To the extent Bluegreen decides to acquire more real estate inventory in the future, the availability of land for development of resort properties at favorable prices at that time will be critical to Bluegreen’s profitability and the ability to cover its significant selling, general and administrative expenses, cost of capital and other expenses. If Bluegreen is unable to acquire such land or resort properties at a favorable cost, Bluegreen’s results of operations may be materially, adversely impacted. The profitability of Bluegreen’s real estate development activities is also impacted by the cost of construction materials and services. Should the cost of construction materials and services rise, the ultimate cost of Bluegreen’s future resorts inventory when developed could increase and have a material, adverse impact on Bluegreen’s results of operations.
Adverse outcomes in legal or other regulatory proceedings, including claims of non-compliance with applicable regulations or development-related defects, could adversely affect Bluegreen’s financial condition and operating results.
In the ordinary course of business, Bluegreen is subject to litigation and other legal and regulatory proceedings, which result in significant expenses and devotion of time. In addition, litigation is inherently uncertain and adverse outcomes in the litigation and other proceedings to which Bluegreen is or may be subject could adversely affect its financial condition and operating results.
Bluegreen engages third-party contractors to construct its resorts. Bluegreen also historically engaged third-party contractors to develop the communities within its former Bluegreen Communities business. However, Bluegreen’s customers may assert claims against Bluegreen for construction defects or other perceived development defects, including, without limitation, structural integrity, the presence of mold as a result of leaks or other defects, water intrusion, asbestos, electrical issues, plumbing issues, road construction, water and sewer defects and defects in the engineering of amenities. In addition, certain state and local laws may impose liability on property developers with respect to development defects discovered in the future. Bluegreen could have to accrue a significant portion of the cost to repair such defects in the quarter when such defects arise or when the repair costs are reasonably estimable. In addition, liabilities related to Bluegreen Communities that were not assumed by Southstar Development Partners, Inc. (“Southstar”) in connection with Southstar’s purchase of substantially all of the assets which comprised Bluegreen Communities on May 4, 2012, including those relating to Bluegreen Communities’ operations prior to the closing of the transaction, remain Bluegreen’s responsibility.

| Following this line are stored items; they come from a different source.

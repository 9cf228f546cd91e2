//! Customer domain model.
//!
//! A customer is one (phone, vehicle) pair. Input fields come from imports
//! and manual edits; everything in `CustomerTags` is owned by the engine and
//! rebuilt from scratch on every pass.

use crate::{
    config::LifecycleRules,
    error::CrmError,
    inspection,
    types::CustomerId,
};
use chrono::NaiveDate;
use serde::{Deserialize, Serialize};
use std::{fmt, str::FromStr};

// ── Enumerations ─────────────────────────────────────────────────────────────

#[derive(Debug, Clone, Copy, Default, PartialEq, Eq, Hash, Serialize, Deserialize)]
#[serde(rename_all = "snake_case")]
pub enum CustomerGrade {
    Vip,
    Regular,
    Associate,
    New,
    #[default]
    None,
}

impl CustomerGrade {
    pub fn as_str(&self) -> &'static str {
        match self {
            Self::Vip       => "vip",
            Self::Regular   => "regular",
            Self::Associate => "associate",
            Self::New       => "new",
            Self::None      => "none",
        }
    }
}

impl FromStr for CustomerGrade {
    type Err = CrmError;

    fn from_str(s: &str) -> Result<Self, Self::Err> {
        match s {
            "vip"       => Ok(Self::Vip),
            "regular"   => Ok(Self::Regular),
            "associate" => Ok(Self::Associate),
            "new"       => Ok(Self::New),
            "none" | "" => Ok(Self::None),
            other => Err(CrmError::UnknownVariant { kind: "customer_grade", value: other.into() }),
        }
    }
}

#[derive(Debug, Clone, Copy, Default, PartialEq, Eq, Hash, PartialOrd, Ord, Serialize, Deserialize)]
#[serde(rename_all = "snake_case")]
pub enum Priority {
    High,
    #[default]
    Medium,
    Low,
}

impl Priority {
    pub const ALL: [Priority; 3] = [Self::High, Self::Medium, Self::Low];

    pub fn as_str(&self) -> &'static str {
        match self {
            Self::High   => "high",
            Self::Medium => "medium",
            Self::Low    => "low",
        }
    }
}

impl FromStr for Priority {
    type Err = CrmError;

    fn from_str(s: &str) -> Result<Self, Self::Err> {
        match s {
            "high"   => Ok(Self::High),
            "medium" => Ok(Self::Medium),
            "low"    => Ok(Self::Low),
            other => Err(CrmError::UnknownVariant { kind: "priority", value: other.into() }),
        }
    }
}

/// Churn classification. Exactly one holds at any time.
#[derive(Debug, Clone, Copy, Default, PartialEq, Eq, Hash, Serialize, Deserialize)]
#[serde(rename_all = "snake_case")]
pub enum CustomerStatus {
    #[default]
    Active,
    FirstTimeLost,
    LongTermLost,
    PossiblyScrapped,
}

impl CustomerStatus {
    pub const ALL: [CustomerStatus; 4] = [
        Self::Active,
        Self::FirstTimeLost,
        Self::LongTermLost,
        Self::PossiblyScrapped,
    ];

    pub fn as_str(&self) -> &'static str {
        match self {
            Self::Active           => "active",
            Self::FirstTimeLost    => "first_time_lost",
            Self::LongTermLost     => "long_term_lost",
            Self::PossiblyScrapped => "possibly_scrapped",
        }
    }

    pub fn is_active(&self) -> bool {
        matches!(self, Self::Active)
    }
}

impl FromStr for CustomerStatus {
    type Err = CrmError;

    fn from_str(s: &str) -> Result<Self, Self::Err> {
        match s {
            "active"            => Ok(Self::Active),
            "first_time_lost"   => Ok(Self::FirstTimeLost),
            "long_term_lost"    => Ok(Self::LongTermLost),
            "possibly_scrapped" => Ok(Self::PossiblyScrapped),
            other => Err(CrmError::UnknownVariant { kind: "customer_status", value: other.into() }),
        }
    }
}

impl fmt::Display for CustomerStatus {
    fn fmt(&self, f: &mut fmt::Formatter<'_>) -> fmt::Result {
        f.write_str(self.as_str())
    }
}

/// Happy-call outreach slot, counted from the last completed inspection.
#[derive(Debug, Clone, Copy, PartialEq, Eq, Hash, Serialize, Deserialize)]
pub enum HappyCallWindow {
    #[serde(rename = "3month")]
    ThreeMonth,
    #[serde(rename = "6month")]
    SixMonth,
    #[serde(rename = "12month")]
    TwelveMonth,
    #[serde(rename = "18month")]
    EighteenMonth,
}

impl HappyCallWindow {
    pub const ALL: [HappyCallWindow; 4] = [
        Self::ThreeMonth,
        Self::SixMonth,
        Self::TwelveMonth,
        Self::EighteenMonth,
    ];

    pub fn months(&self) -> u32 {
        match self {
            Self::ThreeMonth    => 3,
            Self::SixMonth      => 6,
            Self::TwelveMonth   => 12,
            Self::EighteenMonth => 18,
        }
    }

    pub fn as_str(&self) -> &'static str {
        match self {
            Self::ThreeMonth    => "3month",
            Self::SixMonth      => "6month",
            Self::TwelveMonth   => "12month",
            Self::EighteenMonth => "18month",
        }
    }

    /// Column holding this window's flag in the customer table.
    pub(crate) fn column(&self) -> &'static str {
        match self {
            Self::ThreeMonth    => "needs_3month_call",
            Self::SixMonth      => "needs_6month_call",
            Self::TwelveMonth   => "needs_12month_call",
            Self::EighteenMonth => "needs_18month_call",
        }
    }
}

impl FromStr for HappyCallWindow {
    type Err = CrmError;

    fn from_str(s: &str) -> Result<Self, Self::Err> {
        match s {
            "3month"  => Ok(Self::ThreeMonth),
            "6month"  => Ok(Self::SixMonth),
            "12month" => Ok(Self::TwelveMonth),
            "18month" => Ok(Self::EighteenMonth),
            other => Err(CrmError::UnknownVariant { kind: "happy_call_window", value: other.into() }),
        }
    }
}

/// Where the call center stands with this customer. Set by call outcomes,
/// never by the engine.
#[derive(Debug, Clone, Copy, Default, PartialEq, Eq, Hash, Serialize, Deserialize)]
#[serde(rename_all = "snake_case")]
pub enum ContactStatus {
    #[default]
    Pending,
    Contacted,
    Interested,
    NotInterested,
    Callback,
    Converted,
    DoNotCall,
}

impl ContactStatus {
    pub const ALL: [ContactStatus; 7] = [
        Self::Pending,
        Self::Contacted,
        Self::Interested,
        Self::NotInterested,
        Self::Callback,
        Self::Converted,
        Self::DoNotCall,
    ];

    pub fn as_str(&self) -> &'static str {
        match self {
            Self::Pending       => "pending",
            Self::Contacted     => "contacted",
            Self::Interested    => "interested",
            Self::NotInterested => "not_interested",
            Self::Callback      => "callback",
            Self::Converted     => "converted",
            Self::DoNotCall     => "do_not_call",
        }
    }
}

impl FromStr for ContactStatus {
    type Err = CrmError;

    fn from_str(s: &str) -> Result<Self, Self::Err> {
        match s {
            "pending"        => Ok(Self::Pending),
            "contacted"      => Ok(Self::Contacted),
            "interested"     => Ok(Self::Interested),
            "not_interested" => Ok(Self::NotInterested),
            "callback"       => Ok(Self::Callback),
            "converted"      => Ok(Self::Converted),
            "do_not_call"    => Ok(Self::DoNotCall),
            other => Err(CrmError::UnknownVariant { kind: "contact_status", value: other.into() }),
        }
    }
}

/// How a customer row entered the store.
#[derive(Debug, Clone, Copy, Default, PartialEq, Eq, Hash, Serialize, Deserialize)]
#[serde(rename_all = "snake_case")]
pub enum DataSource {
    #[default]
    Import,
    Manual,
    Sample,
}

impl DataSource {
    pub fn as_str(&self) -> &'static str {
        match self {
            Self::Import => "import",
            Self::Manual => "manual",
            Self::Sample => "sample",
        }
    }
}

impl FromStr for DataSource {
    type Err = CrmError;

    fn from_str(s: &str) -> Result<Self, Self::Err> {
        match s {
            "import" => Ok(Self::Import),
            "manual" => Ok(Self::Manual),
            "sample" => Ok(Self::Sample),
            other => Err(CrmError::UnknownVariant { kind: "data_source", value: other.into() }),
        }
    }
}

#[derive(Debug, Clone, Copy, PartialEq, Eq, Serialize, Deserialize)]
#[serde(rename_all = "snake_case")]
pub enum InspectionStatus {
    Unknown,
    Overdue,
    DueSoon,
    Valid,
}

#[derive(Debug, Clone, Copy, PartialEq, Eq, Serialize, Deserialize)]
#[serde(rename_all = "snake_case")]
pub enum LifecycleStage {
    New,
    FirstTimeLost,
    Growing,
    Mature,
    Loyal,
}

#[derive(Debug, Clone, Copy, PartialEq, Eq, Serialize, Deserialize)]
#[serde(rename_all = "snake_case")]
pub enum RetentionRisk {
    Lost,
    AtRisk,
    Watch,
    Safe,
}

// ── Derived tags ─────────────────────────────────────────────────────────────

/// Engine-owned fields. Users never set these directly.
#[derive(Debug, Clone, PartialEq, Eq, Serialize, Deserialize)]
pub struct CustomerTags {
    pub is_inspection_overdue:   bool,
    pub is_frequent_visitor:     bool,
    pub has_premium_vehicle:     bool,
    pub is_first_time_no_return: bool,
    pub is_long_term_absent:     bool,
    pub is_active_customer:      bool,
    pub happy_call:              Option<HappyCallWindow>,
    pub priority:                Priority,
    pub customer_status:         CustomerStatus,
}

impl Default for CustomerTags {
    fn default() -> Self {
        Self {
            is_inspection_overdue:   false,
            is_frequent_visitor:     false,
            has_premium_vehicle:     false,
            is_first_time_no_return: false,
            is_long_term_absent:     false,
            is_active_customer:      true,
            happy_call:              None,
            priority:                Priority::Medium,
            customer_status:         CustomerStatus::Active,
        }
    }
}

impl CustomerTags {
    pub fn needs_call(&self, window: HappyCallWindow) -> bool {
        self.happy_call == Some(window)
    }

    pub fn needs_3month_call(&self) -> bool  { self.needs_call(HappyCallWindow::ThreeMonth) }
    pub fn needs_6month_call(&self) -> bool  { self.needs_call(HappyCallWindow::SixMonth) }
    pub fn needs_12month_call(&self) -> bool { self.needs_call(HappyCallWindow::TwelveMonth) }
    pub fn needs_18month_call(&self) -> bool { self.needs_call(HappyCallWindow::EighteenMonth) }
}

// ── Customer ─────────────────────────────────────────────────────────────────

#[derive(Debug, Clone, PartialEq, Eq, Serialize, Deserialize)]
pub struct Customer {
    pub id:             Option<CustomerId>,
    pub name:           String,
    pub phone:          String,
    pub vehicle_number: String,
    pub vehicle_name:   String,
    pub vehicle_model:  String,
    pub address:        String,

    pub inspection_expiry_date:    Option<NaiveDate>,
    pub actual_inspection_date:    Option<NaiveDate>,
    pub data_extracted_date:       Option<NaiveDate>,
    pub last_inspection_completed: Option<NaiveDate>,
    pub insurance_expiry_date:     Option<NaiveDate>,

    pub customer_grade: CustomerGrade,
    /// Passed through as given; negative counts are not rejected.
    pub visit_count:    i64,

    pub contact_status: ContactStatus,
    pub is_do_not_call: bool,
    pub data_source:    DataSource,

    pub tags: CustomerTags,
}

impl Customer {
    pub fn new(
        name: impl Into<String>,
        phone: impl Into<String>,
        vehicle_number: impl Into<String>,
    ) -> Self {
        Self {
            id:             None,
            name:           name.into(),
            phone:          phone.into(),
            vehicle_number: vehicle_number.into(),
            vehicle_name:   String::new(),
            vehicle_model:  String::new(),
            address:        String::new(),
            inspection_expiry_date:    None,
            actual_inspection_date:    None,
            data_extracted_date:       None,
            last_inspection_completed: None,
            insurance_expiry_date:     None,
            customer_grade: CustomerGrade::None,
            visit_count:    0,
            contact_status: ContactStatus::Pending,
            is_do_not_call: false,
            data_source:    DataSource::Import,
            tags:           CustomerTags::default(),
        }
    }

    pub fn with_inspection_expiry(mut self, date: NaiveDate) -> Self {
        self.inspection_expiry_date = Some(date);
        self
    }

    pub fn with_last_inspection_completed(mut self, date: NaiveDate) -> Self {
        self.last_inspection_completed = Some(date);
        self
    }

    pub fn with_visit_count(mut self, visits: i64) -> Self {
        self.visit_count = visits;
        self
    }

    pub fn with_grade(mut self, grade: CustomerGrade) -> Self {
        self.customer_grade = grade;
        self
    }

    pub fn with_priority(mut self, priority: Priority) -> Self {
        self.tags.priority = priority;
        self
    }

    pub fn with_data_source(mut self, source: DataSource) -> Self {
        self.data_source = source;
        self
    }

    pub fn inspection_status(&self, reference: NaiveDate, rules: &LifecycleRules) -> InspectionStatus {
        inspection::inspection_status(self.inspection_expiry_date, reference, rules.due_soon_days)
    }

    pub fn is_inspection_due_soon(&self, reference: NaiveDate, rules: &LifecycleRules) -> bool {
        matches!(
            self.inspection_status(reference, rules),
            InspectionStatus::Overdue | InspectionStatus::DueSoon
        )
    }

    /// Negative visit counts fall through to `Growing`, like any count
    /// up to three.
    pub fn lifecycle_stage(&self) -> LifecycleStage {
        match self.visit_count {
            0 => LifecycleStage::New,
            1 if self.tags.is_first_time_no_return => LifecycleStage::FirstTimeLost,
            1 => LifecycleStage::New,
            i64::MIN..=3 => LifecycleStage::Growing,
            4..=10 => LifecycleStage::Mature,
            _ => LifecycleStage::Loyal,
        }
    }

    pub fn retention_risk(&self, reference: NaiveDate, rules: &LifecycleRules) -> RetentionRisk {
        if !self.tags.is_active_customer {
            RetentionRisk::Lost
        } else if self.tags.is_inspection_overdue {
            RetentionRisk::AtRisk
        } else if self.is_inspection_due_soon(reference, rules) {
            RetentionRisk::Watch
        } else {
            RetentionRisk::Safe
        }
    }
}

impl fmt::Display for Customer {
    fn fmt(&self, f: &mut fmt::Formatter<'_>) -> fmt::Result {
        write!(f, "{} ({}) - {}", self.name, self.phone, self.vehicle_number)
    }
}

See “Item 3 - Legal Proceedings” for a description of currently pending legal matters with respect to Bluegreen. Costs associated with litigation, including claims for development-related defects, and the outcomes thereof could adversely affect Bluegreen’s liquidity, financial condition and operating results.
Environmental liabilities, including claims with respect to mold or hazardous or toxic substances, could have a material adverse impact on Bluegreen’s financial condition and operating results.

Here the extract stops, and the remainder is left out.